手のひらの中央部の温度は35度あります。
しかし、わずか15センチ程度離れた指紋の中央部付近の温度が23度から25度しかありません。
身体の末梢まで十分に血液が流れていない状況です。
腹部は温かいのですが、全体に消化管のガスが多い状況です。
打診では腹部全体に鼓音を呈する、と表現しますが大腸のガスが目立つ状況です。
これがあるだけで身体背面、つまり後頚部・背中・腰の筋肉の異常なこりが出てきます。
これらの身体の背面の筋肉の異常なこりがあると睡眠の質が悪くなり、疲れが抜けなくなってしまいます。
睡眠導入剤を内服して、ようやく寝ているようです。
血液の温度変化と寝付きには密接な関係があります。
全身の血液の3/4がお腹にあります。
その腹部の血液の温度が上がり、温かくなった血液が手足に移動します。
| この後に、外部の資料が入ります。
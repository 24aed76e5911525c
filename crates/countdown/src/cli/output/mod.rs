//! Output formatting utilities

use std::collections::BTreeMap;
use std::sync::Mutex;

use console::{style, Style};
use countdown_core::{RunResult, RunStatus, Unit};
use countdown_tasks::{TaskEvent, TaskReporter};
use indicatif::{ProgressBar, ProgressStyle};

use crate::cli::{Cli, OutputFormat};

/// Print a success message
pub fn success(message: &str) {
    println!("{} {}", style("✓").green().bold(), message);
}

/// Print an error message
pub fn error(message: &str) {
    eprintln!("{} {}", style("✗").red().bold(), message);
}

/// Print a warning message
pub fn warning(message: &str) {
    println!("{} {}", style("!").yellow().bold(), message);
}

/// Print an info message
pub fn info(message: &str) {
    println!("{} {}", style("→").blue(), message);
}

/// Create a styled header
pub fn header(text: &str) -> String {
    style(text).bold().to_string()
}

/// Create a styled key-value line
pub fn key_value(key: &str, value: &str) -> String {
    format!("  {}: {}", style(key).dim(), value)
}

/// Style for paths
pub fn path_style() -> Style {
    Style::new().cyan()
}

/// Shows a progress bar over the units of a run and echoes failures
pub struct ConsoleReporter {
    verbose: bool,
    bar: Mutex<Option<ProgressBar>>,
}

impl ConsoleReporter {
    pub fn new(verbose: bool) -> Self {
        Self {
            verbose,
            bar: Mutex::new(None),
        }
    }

    fn with_bar(&self, f: impl FnOnce(&ProgressBar)) {
        if let Ok(bar) = self.bar.lock() {
            if let Some(bar) = bar.as_ref() {
                f(bar);
            }
        }
    }
}

impl TaskReporter for ConsoleReporter {
    fn report(&self, event: &TaskEvent) {
        match event {
            TaskEvent::DispatchStarted { units, workers } => {
                let bar = ProgressBar::new(*units as u64);
                bar.set_style(
                    ProgressStyle::default_bar()
                        .template("{spinner:.green} [{bar:40.cyan/blue}] {pos}/{len} {msg}")
                        .unwrap_or_else(|_| ProgressStyle::default_bar())
                        .progress_chars("=>-"),
                );
                bar.set_message(format!("{} workers", workers));
                if let Ok(mut slot) = self.bar.lock() {
                    *slot = Some(bar);
                }
            }
            TaskEvent::WorkerStaggered { worker, delay } => {
                if self.verbose {
                    self.with_bar(|bar| {
                        bar.println(format!("  worker {} starts in {:.1}s", worker, delay.as_secs_f64()))
                    });
                }
            }
            TaskEvent::Started { unit, .. } => {
                self.with_bar(|bar| bar.set_message(unit.to_string()));
            }
            TaskEvent::Finished {
                unit,
                status,
                duration,
            } => self.with_bar(|bar| {
                bar.inc(1);
                if status.is_failure() {
                    bar.println(format!(
                        "{} {} {}",
                        style("✗").red().bold(),
                        unit,
                        style(status).red()
                    ));
                } else if self.verbose {
                    bar.println(format!(
                        "{} {} ({:.1}s)",
                        style("✓").green(),
                        unit,
                        duration.as_secs_f64()
                    ));
                }
            }),
            TaskEvent::Excluded { unit, .. } => self.with_bar(|bar| {
                bar.inc(1);
                if self.verbose {
                    bar.println(format!("{} {} excluded", style("○").yellow(), unit));
                }
            }),
            TaskEvent::AllCompleted { .. } => {
                if let Ok(mut slot) = self.bar.lock() {
                    if let Some(bar) = slot.take() {
                        bar.finish_and_clear();
                    }
                }
            }
        }
    }
}

fn print_by_unit(title: &str, tests: &BTreeMap<Unit, Vec<String>>) {
    if tests.is_empty() {
        return;
    }
    println!();
    println!("{}", header(title));
    for (unit, names) in tests {
        println!("{}", key_value(unit.as_str(), &names.join(", ")));
    }
}

/// Print the verdict of run `name` with its exclusion and skip bookkeeping
pub fn print_run_result(cli: &Cli, name: &str, result: &RunResult) -> anyhow::Result<()> {
    if cli.format == OutputFormat::Json {
        let json = serde_json::json!({
            "name": name,
            "status": result.status,
            "excluded_tests": result.excluded_tests,
            "skipped_tests": result.skipped_tests,
        });
        println!("{}", serde_json::to_string_pretty(&json)?);
        return Ok(());
    }
    if cli.quiet {
        return Ok(());
    }

    print_by_unit("Excluded tests", &result.excluded_tests);
    print_by_unit("Skipped tests", &result.skipped_tests);
    println!();
    match result.status {
        RunStatus::Passed => success(&format!("{} passed", name)),
        RunStatus::Failed => error(&format!("{} failed", name)),
        RunStatus::Skipped => warning(&format!("{} skipped", name)),
    }
    Ok(())
}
冷たかった手足が温かくなって、お腹の温度が下がります。
この時点で眠りにつきます。
手足が冷たい方は寝つきが悪くなります。
小さい子どもさんを想像してみましょう。
手足が温かくなってきた、と思ったらこてっと寝てしまうでしょう?
大人も同じなのです。
全身に血液の流れが良い時には睡眠の状態も良いのです。
身体の機能を支えているのが血液なのです。
全身にある血液の量は、成人男子では6リットル、成人女子では5リットルです。
この血液がぐるぐる全身を巡っています。
血液の流れが良い時には身体の機能が良いというのは納得できるでしょう?
治療の目標を血液の流れの改善することが、難病治療に限らず大切なことになります。
長くなりました。
稿を改めます。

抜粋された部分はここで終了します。